Besides searching for objects, Marcotte will also be writing suggested instructional materials for teachers, creating a timeline of events, developing a book list for elementary kids, and suggesting learning activities.
"Kids could create their own display project, or maybe go on a field trip," Lupton said as examples of activities.
Beamer's traveling trunk will be on frontier medicine east of the Cascades.
"It will have lots of artifacts like old medicine bottles and lots of books," said 13-year-old Beamer, noting she was doing research by reading the diary of Dr. Coe, the first doctor in Central Oregon.
"She has a great family connection (her father is Dr. Bud Beamer) and will also have information on the development of local medicine, from the infirmary to the Indian Health Clinic to the hospital," Lupton said. Citizens with artifacts may also contact Beamer at the middle school.
Both trunks will be geared toward students in third through fifth grades, and will be given to the historical society when they are completed. They will then be available for Jefferson County teachers to check out for use in their classrooms.

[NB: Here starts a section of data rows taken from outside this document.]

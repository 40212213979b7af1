//! Batch image mosaic processor.
//!
//! Renders every (input file, mode) pair concurrently:
//! - Palette mode replaces each grid tile with its average color
//! - Grid mode overlays separator lines at interior tile seams
//! - One output file per pair, named `<stem>-<mode>.<ext>`

mod codec;
mod config;
mod process;

use std::time::Instant;

use anyhow::Result;
use clap::Parser;
use tracing::{error, info, Level};
use tracing_subscriber::FmtSubscriber;

use config::{Args, Config};

#[tokio::main]
async fn main() -> Result<()> {
    let args = Args::parse();

    // Initialize tracing
    let level = match args.log_level.to_lowercase().as_str() {
        "trace" => Level::TRACE,
        "debug" => Level::DEBUG,
        "info" => Level::INFO,
        "warn" => Level::WARN,
        "error" => Level::ERROR,
        _ => Level::INFO,
    };

    let subscriber = FmtSubscriber::builder()
        .with_max_level(level)
        .with_target(false)
        .finish();

    tracing::subscriber::set_global_default(subscriber)?;

    let config = match Config::from_args(&args) {
        Ok(config) => config,
        Err(errors) => {
            for e in &errors {
                error!(error = %e, "configuration error");
            }
            std::process::exit(1);
        }
    };

    info!(
        files = config.input_files.len(),
        modes = config.modes.len(),
        rows = config.sizing.grid_rows,
        cols = config.sizing.grid_cols,
        "starting batch"
    );

    let started = Instant::now();
    let errors = process::process_batch(config).await;
    info!(
        elapsed_secs = started.elapsed().as_secs_f64(),
        "batch complete"
    );

    if !errors.is_empty() {
        for e in &errors {
            error!(error = %e, "image processing error");
        }
        std::process::exit(1);
    }

    Ok(())
}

Henderson said the project was made possible through a $5,000 award from the Braeman Trust.
"The historical society decided to use it for educational purposes and we're starting with the traveling trunks," Henderson said.
She said the idea was originally sparked by a teacher's request.
"Jennifer Hatfield asked the museum if we had any artifacts she could take to Westside Elementary when her dad Herschel Read was going to talk to students about growing up in the homesteading years. I took some iron kettles and other things for him to use during his story, and we thought -- this is a good idea," Henderson related.
In the future, the historical society and students plan to develop traveling trunks on homesteading, regional Native Americans, irrigation and farming, and the high desert.